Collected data
....

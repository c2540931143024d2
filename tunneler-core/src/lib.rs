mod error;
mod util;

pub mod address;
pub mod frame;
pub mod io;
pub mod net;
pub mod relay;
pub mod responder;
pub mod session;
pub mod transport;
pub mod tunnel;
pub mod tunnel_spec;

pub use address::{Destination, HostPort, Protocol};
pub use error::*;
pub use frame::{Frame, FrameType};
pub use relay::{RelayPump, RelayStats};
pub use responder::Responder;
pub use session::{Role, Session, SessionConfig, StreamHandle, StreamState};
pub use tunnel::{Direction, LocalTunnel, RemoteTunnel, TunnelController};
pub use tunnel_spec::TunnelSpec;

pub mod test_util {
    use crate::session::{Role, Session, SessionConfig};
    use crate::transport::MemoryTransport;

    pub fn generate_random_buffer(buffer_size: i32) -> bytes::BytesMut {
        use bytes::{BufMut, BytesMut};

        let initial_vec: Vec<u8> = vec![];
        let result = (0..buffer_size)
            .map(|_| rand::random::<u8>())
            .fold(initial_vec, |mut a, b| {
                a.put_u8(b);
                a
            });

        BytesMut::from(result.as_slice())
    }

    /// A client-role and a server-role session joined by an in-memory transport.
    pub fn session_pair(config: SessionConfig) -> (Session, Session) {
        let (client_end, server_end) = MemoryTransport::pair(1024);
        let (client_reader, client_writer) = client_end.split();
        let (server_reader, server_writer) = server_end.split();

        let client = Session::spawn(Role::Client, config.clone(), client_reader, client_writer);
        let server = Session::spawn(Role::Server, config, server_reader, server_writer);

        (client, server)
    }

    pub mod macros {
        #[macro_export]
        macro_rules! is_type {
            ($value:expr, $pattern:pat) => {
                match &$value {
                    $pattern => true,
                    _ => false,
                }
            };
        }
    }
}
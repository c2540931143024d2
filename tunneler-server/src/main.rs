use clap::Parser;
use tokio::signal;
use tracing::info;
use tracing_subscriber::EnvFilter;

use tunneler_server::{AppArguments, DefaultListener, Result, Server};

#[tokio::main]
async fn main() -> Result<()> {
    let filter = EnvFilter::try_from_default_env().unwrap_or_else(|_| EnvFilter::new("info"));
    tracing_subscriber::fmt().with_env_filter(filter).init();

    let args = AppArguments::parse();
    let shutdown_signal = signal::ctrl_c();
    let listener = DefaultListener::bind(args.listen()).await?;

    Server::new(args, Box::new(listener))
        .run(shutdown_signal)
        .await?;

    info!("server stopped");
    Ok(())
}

....

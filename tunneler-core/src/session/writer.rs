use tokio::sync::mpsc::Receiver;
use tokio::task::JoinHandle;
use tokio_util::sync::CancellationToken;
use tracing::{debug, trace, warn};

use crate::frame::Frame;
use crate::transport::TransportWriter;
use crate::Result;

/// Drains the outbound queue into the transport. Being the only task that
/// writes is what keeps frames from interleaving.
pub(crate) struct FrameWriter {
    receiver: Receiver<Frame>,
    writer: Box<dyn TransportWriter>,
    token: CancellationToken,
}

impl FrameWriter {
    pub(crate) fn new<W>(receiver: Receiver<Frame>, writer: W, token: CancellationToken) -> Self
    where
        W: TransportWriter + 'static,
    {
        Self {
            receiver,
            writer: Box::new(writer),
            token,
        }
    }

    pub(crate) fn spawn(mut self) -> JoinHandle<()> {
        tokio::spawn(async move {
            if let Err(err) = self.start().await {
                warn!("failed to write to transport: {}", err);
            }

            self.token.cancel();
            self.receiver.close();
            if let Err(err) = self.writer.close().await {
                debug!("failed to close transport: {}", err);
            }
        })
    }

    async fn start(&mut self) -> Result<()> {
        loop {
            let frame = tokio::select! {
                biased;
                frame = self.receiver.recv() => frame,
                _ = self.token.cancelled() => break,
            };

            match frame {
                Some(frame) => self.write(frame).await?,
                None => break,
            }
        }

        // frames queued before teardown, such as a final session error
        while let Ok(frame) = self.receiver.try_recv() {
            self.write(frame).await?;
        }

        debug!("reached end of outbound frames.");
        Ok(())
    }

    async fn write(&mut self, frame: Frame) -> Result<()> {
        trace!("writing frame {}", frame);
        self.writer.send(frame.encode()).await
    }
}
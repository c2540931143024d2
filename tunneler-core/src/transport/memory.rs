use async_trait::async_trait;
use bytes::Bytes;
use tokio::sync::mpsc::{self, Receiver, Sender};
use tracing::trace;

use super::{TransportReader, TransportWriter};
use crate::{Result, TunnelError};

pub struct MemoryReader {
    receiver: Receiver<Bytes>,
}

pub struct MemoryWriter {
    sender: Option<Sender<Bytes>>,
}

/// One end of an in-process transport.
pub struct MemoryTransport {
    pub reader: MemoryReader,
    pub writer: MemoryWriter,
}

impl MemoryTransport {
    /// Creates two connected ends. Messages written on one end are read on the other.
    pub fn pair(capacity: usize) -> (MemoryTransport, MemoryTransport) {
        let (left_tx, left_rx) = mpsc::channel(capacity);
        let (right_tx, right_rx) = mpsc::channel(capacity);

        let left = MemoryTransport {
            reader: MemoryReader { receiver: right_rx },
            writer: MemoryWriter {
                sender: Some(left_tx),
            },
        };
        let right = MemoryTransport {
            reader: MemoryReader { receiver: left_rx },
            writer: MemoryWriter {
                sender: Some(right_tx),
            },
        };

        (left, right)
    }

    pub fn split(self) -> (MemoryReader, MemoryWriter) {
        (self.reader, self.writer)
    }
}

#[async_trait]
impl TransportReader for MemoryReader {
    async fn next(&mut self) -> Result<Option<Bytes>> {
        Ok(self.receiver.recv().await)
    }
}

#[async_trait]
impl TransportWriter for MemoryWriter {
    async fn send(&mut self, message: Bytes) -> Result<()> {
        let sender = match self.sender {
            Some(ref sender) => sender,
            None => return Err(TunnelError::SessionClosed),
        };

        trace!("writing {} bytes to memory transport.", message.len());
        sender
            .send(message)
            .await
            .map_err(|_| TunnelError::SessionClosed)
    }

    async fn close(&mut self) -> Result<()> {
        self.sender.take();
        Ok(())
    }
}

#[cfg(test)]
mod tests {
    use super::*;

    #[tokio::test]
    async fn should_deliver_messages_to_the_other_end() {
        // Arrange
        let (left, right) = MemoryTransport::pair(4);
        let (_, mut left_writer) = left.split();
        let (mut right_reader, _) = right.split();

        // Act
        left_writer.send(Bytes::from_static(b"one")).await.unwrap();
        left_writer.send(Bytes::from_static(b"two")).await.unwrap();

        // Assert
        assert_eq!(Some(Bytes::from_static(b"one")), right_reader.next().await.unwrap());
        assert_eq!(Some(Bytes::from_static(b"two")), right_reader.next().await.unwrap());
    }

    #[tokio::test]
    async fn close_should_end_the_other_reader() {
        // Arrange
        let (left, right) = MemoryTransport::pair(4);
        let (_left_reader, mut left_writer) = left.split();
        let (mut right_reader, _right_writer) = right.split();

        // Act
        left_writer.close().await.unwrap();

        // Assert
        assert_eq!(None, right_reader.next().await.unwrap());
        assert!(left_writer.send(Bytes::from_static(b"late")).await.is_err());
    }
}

....

| TASK DIRECTIONS |
All lines above from the one containing "let (_, mut" to the one containing "assert_eq!(None, right_reader.next().await.unwrap());" must be repeated exactly, both lines included, and no others.

| REPLY TO THE TASK |
        let (_, mut left_writer) = left.split();
        let (mut right_reader, _) = right.split();

        // Act
        left_writer.send(Bytes::from_static(b"one")).await.unwrap();
        left_writer.send(Bytes::from_static(b"two")).await.unwrap();

        // Assert
        assert_eq!(Some(Bytes::from_static(b"one")), right_reader.next().await.unwrap());
        assert_eq!(Some(Bytes::from_static(b"two")), right_reader.next().await.unwrap());
    }

    #[tokio::test]
    async fn close_should_end_the_other_reader() {
        // Arrange
        let (left, right) = MemoryTransport::pair(4);
        let (_left_reader, mut left_writer) = left.split();
        let (mut right_reader, _right_writer) = right.split();

        // Act
        left_writer.close().await.unwrap();

        // Assert
        assert_eq!(None, right_reader.next().await.unwrap());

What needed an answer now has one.